Creating a cutting stamp using the RT Blanking System.

 An RT Blanking Saw.

The Roger Taylor Blanking System, otherwise known as the RT Blanking System, is a very useful kit for the creation of your own, inexpensive steel cutting and pressing stamps. You can cut sheet silver, copper, gold, gilding metal, brass and other materials such as papers and cards, creating infinite identical cuts of your design, in just a few moments each time. However, the creation of the stamp involves sawing through carbon tool steel on an angled table through a sawing process that is not as easy as straightforward sawing with a jewellers saw. It costs a couple of hundred pounds to buy the kit which includes the saw and materials and takes a fair bit of time and practice to get the hang of using the RT blanking saw. The process of cutting through the tool steel is slow and arduous, but well worth the initial outlay if you are needing to produce many dozens or hundreds of a particular shape, over and over again. Here, I outline the procedure in its most basic form....

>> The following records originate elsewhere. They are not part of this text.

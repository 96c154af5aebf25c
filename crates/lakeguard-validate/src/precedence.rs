//! Clustering exemption precedence
//!
//! Resolution order for one entity:
//!
//! 1. manual exclusion wins outright
//! 2. otherwise a known size under the applicable threshold exempts it
//! 3. otherwise clustering is required, and any of explicit columns, auto
//!    clustering or Delta auto-optimization satisfies it
//!
//! An unknown size never exempts. Conflicting signals (clustering configured
//! on an excluded entity) are recorded on the verdict but never change it.

use crate::checks::{Check, CheckDomain, ids};
use crate::clustering::{
    has_auto_clustering, has_clustering_columns, has_delta_auto_optimization,
    has_manual_exclusion, has_size_exemption,
};
use crate::context::CheckContext;
use lakeguard_domain::{
    ClusteringApproach, Conflict, ConflictKind, Entity, ExemptReason, ExemptionVerdict,
    ValidationOutcome,
};
use tracing::debug;

/// Resolve the clustering verdict for one entity
pub fn resolve(entity: &Entity, ctx: &CheckContext) -> ExemptionVerdict {
    let config = ctx.config();
    let manually_excluded = has_manual_exclusion(entity, config);

    let exempt_reason = if manually_excluded {
        ExemptReason::Manual
    } else if has_size_exemption(entity, config) {
        ExemptReason::Size
    } else {
        ExemptReason::None
    };

    let explicit = has_clustering_columns(entity, config);
    let auto = has_auto_clustering(entity, config);

    let mut satisfied_by = Vec::new();
    if explicit {
        satisfied_by.push(ClusteringApproach::ExplicitColumns);
    }
    if auto {
        satisfied_by.push(ClusteringApproach::AutoClustering);
    }
    if has_delta_auto_optimization(entity, config) {
        satisfied_by.push(ClusteringApproach::DeltaAutoOptimization);
    }

    let mut conflicts = Vec::new();
    if manually_excluded && explicit {
        conflicts.push(Conflict {
            kind: ConflictKind::ExplicitColumnsWithExclusion,
            description: format!(
                "{} is manually excluded but defines explicit clustering columns",
                entity.name
            ),
        });
    }
    if manually_excluded && auto {
        conflicts.push(Conflict {
            kind: ConflictKind::AutoClusteringWithExclusion,
            description: format!(
                "{} is manually excluded but has auto clustering enabled",
                entity.name
            ),
        });
    }

    let verdict = ExemptionVerdict {
        entity: entity.name.clone(),
        requires_clustering: exempt_reason == ExemptReason::None,
        exempt_reason,
        satisfied_by,
        conflicts,
    };

    debug!(
        entity = %verdict.entity,
        requires_clustering = verdict.requires_clustering,
        exempt_reason = %verdict.exempt_reason,
        conflicts = verdict.conflicts.len(),
        "Resolved clustering verdict"
    );
    verdict
}

/// Resolve verdicts for a batch, in input order
pub fn resolve_batch<'a, I>(entities: I, ctx: &CheckContext) -> Vec<ExemptionVerdict>
where
    I: IntoIterator<Item = &'a Entity>,
{
    entities.into_iter().map(|e| resolve(e, ctx)).collect()
}

/// Entity is exempt from clustering, or clustered
#[derive(Debug, Clone, Copy, Default)]
pub struct ClusteringCompliance;

impl Check for ClusteringCompliance {
    fn id(&self) -> &str {
        ids::CLUSTERING_COMPLIANCE
    }

    fn domain(&self) -> CheckDomain {
        CheckDomain::Clustering
    }

    fn description(&self) -> &'static str {
        "Entity is exempt from clustering or uses a clustering approach"
    }

    fn evaluate(&self, entity: &Entity, ctx: &CheckContext) -> ValidationOutcome {
        let verdict = resolve(entity, ctx);
        if !verdict.requires_clustering {
            return ValidationOutcome::passed_with(
                self.id(),
                format!("exempt ({})", verdict.exempt_reason),
            );
        }
        if verdict.clustering_satisfied() {
            let approaches: Vec<String> =
                verdict.satisfied_by.iter().map(ToString::to_string).collect();
            return ValidationOutcome::passed_with(
                self.id(),
                format!("clustered via {}", approaches.join(", ")),
            );
        }
        ValidationOutcome::failed(
            self.id(),
            "clustering required: no explicit clustering columns, auto clustering or Delta auto-optimization",
        )
    }
}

Above you can see a sheet of 0.7mm copper with jelly bean blanks stamped out of it, there's just a little tidying up of the shape to do, but even this is unnecessary if the stamp had a shape cut out of it in two parts (which is explained in detail in the instruction book that come with the saw purchase). Notice one jelly bean has been created as a depressed 'emboss' instead of being stamped out, this is because the metal was inserted incorrectly into the steel stamp, I'll come to that later.

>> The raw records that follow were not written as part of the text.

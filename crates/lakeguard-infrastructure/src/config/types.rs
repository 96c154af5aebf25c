//! Configuration types

use crate::constants::DEFAULT_LOG_LEVEL;
use lakeguard_domain::{ComplianceConfig, Result};
use lakeguard_validate::{CheckContext, CheckRegistry, ComprehensiveEvaluator};
use serde::{Deserialize, Serialize};
use std::path::PathBuf;

/// Logging configuration
#[derive(Debug, Clone, PartialEq, Serialize, Deserialize)]
#[serde(default)]
pub struct LoggingConfig {
    /// Log level (trace, debug, info, warn, error)
    pub level: String,

    /// Emit JSON lines instead of plain text
    pub json_format: bool,

    /// Also write to a daily-rotated file at this path
    pub file_output: Option<PathBuf>,
}

impl Default for LoggingConfig {
    fn default() -> Self {
        Self {
            level: DEFAULT_LOG_LEVEL.to_string(),
            json_format: false,
            file_output: None,
        }
    }
}

/// Main application configuration
#[derive(Debug, Clone, Default, PartialEq, Serialize, Deserialize)]
#[serde(default)]
pub struct AppConfig {
    /// Logging configuration
    pub logging: LoggingConfig,

    /// Compliance rules
    pub compliance: ComplianceConfig,
}

impl AppConfig {
    /// Evaluation context for the compliance section
    pub fn check_context(&self) -> Result<CheckContext> {
        CheckContext::new(self.compliance.clone())
    }

    /// Evaluator over the compliance section and the built-in checks
    pub fn evaluator(&self) -> Result<ComprehensiveEvaluator> {
        ComprehensiveEvaluator::new(self.check_context()?, &CheckRegistry::standard())
    }
}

 Here is the basic jelly bean steel stamp with a piece of un-annealed copper in it, ready to be cut out. If the copper was annealed, then it wouldn't cut cleanly every time, instead it would stretch in places.

Here is the copper ready to be cut, inserted in the blanking stamp. It is on a steel block and another piece of steel is about to be placed ontop, so the die (stamp) is sandwiched between steel...

 ...before being given a few firm blows with a hammer. The cutting die is pressed down into the copper and the jelly bean shape is blanked out.

 To make the hardened tool steel cutting stamp, the design is drawn onto the surface with a starting drill hole (on the right-hand side) and an end point hole. There is no less than 1cm of steel surface area around the shape, between the holes and the edge of the steel. There are more detailed instructions about design placement in the instructions that come in the kit. There is a cleverer way of cutting out the 'splat' shape above so that there is no need to finish off the last section but for this article I won't go into that. Note the angle of the sawing table in relation to the saw blade.

 When the design has been sawn, you push it up slightly so that the smaller surface area-side is the top. You can just see here the angled cut. This would blank out your shape. If you pushed it through the other way so that the larger surface area is on top, then you would create an embossed depression as shown in an earlier picture. It is this precisely worked-out angle, which is so important for creating an effective cutting tool.

The handle is lost on this saw, but here you can see a student having a go at sawing by sliding the saw up and down on its fixed post. The blade runs through the steel and a slot in the table. The steel is gradually pushed into the teeth of the blade rather than pushing the sawblade forward into the metal as you would do traditionally.

To insert the blade into the saw, you slacken the tension on the saw frame (compress it) by turning the threaded bar around.

The blade is inserted into the pads and tightened into place with the allen-key. Same applies at the top of the frame before tightening the blade tension by opening up the frame with turns of the threaded bar again.

The next thing we need to do is to adjust the sawing table to the correct tilt and that's what this chart is for. In this example, I have a piece of tool steel which is 1.00mm thick. I find 1.0 in the top of the chart and read down that column to find that there are letters in 2 white squares and a letter in 1 partially shaded square. Those 3 squares align to blade sizes in the lefthand column of 6/0, 4/0 and 2/0. The clear white squares have the letters P and T in them, the partial shaded square says letter Z. This tells me that for 1mm tool steel I should choose to saw my design out with either 6/0 or 4/0 blades. I could get away with using a 2/0 blade but results might not be ideal as the cut would be a little too wide in relation to the thickness of the steel. I chose 4/0 as this is what I usually saw with for most jobs anyway, if I cross reference 4/0 blade choice with 1mm steel then I am given the letter "T"...what does this mean?

Using a second chart, I find a specific line which has a "T" labelled to it, and I line up my blade exactly with the "T" line on the chart by loosening the sawing table and adjusting the angle of it. The table loosens with another allen-key screw at an obvious pivot point.

So, here you can see that my blade - which I have replaced with a copper wire only so that you can see it in this photograph - is perfectly aligned with the line marked "T". Now I can saw out my blanking tool, as you saw earlier.  What you do next with your flat blanks is up to you as usual....they don't have to stay flat, do they?!

There are many more uses for these steel blanks which are explained here by a company who actually make the blanks for you, if you can't face making them yourself or do not wish to purchase an RT Blanking system kit yourself. In todays era of lasercutting technology, I think there is still a place for tools like this in the small workshop.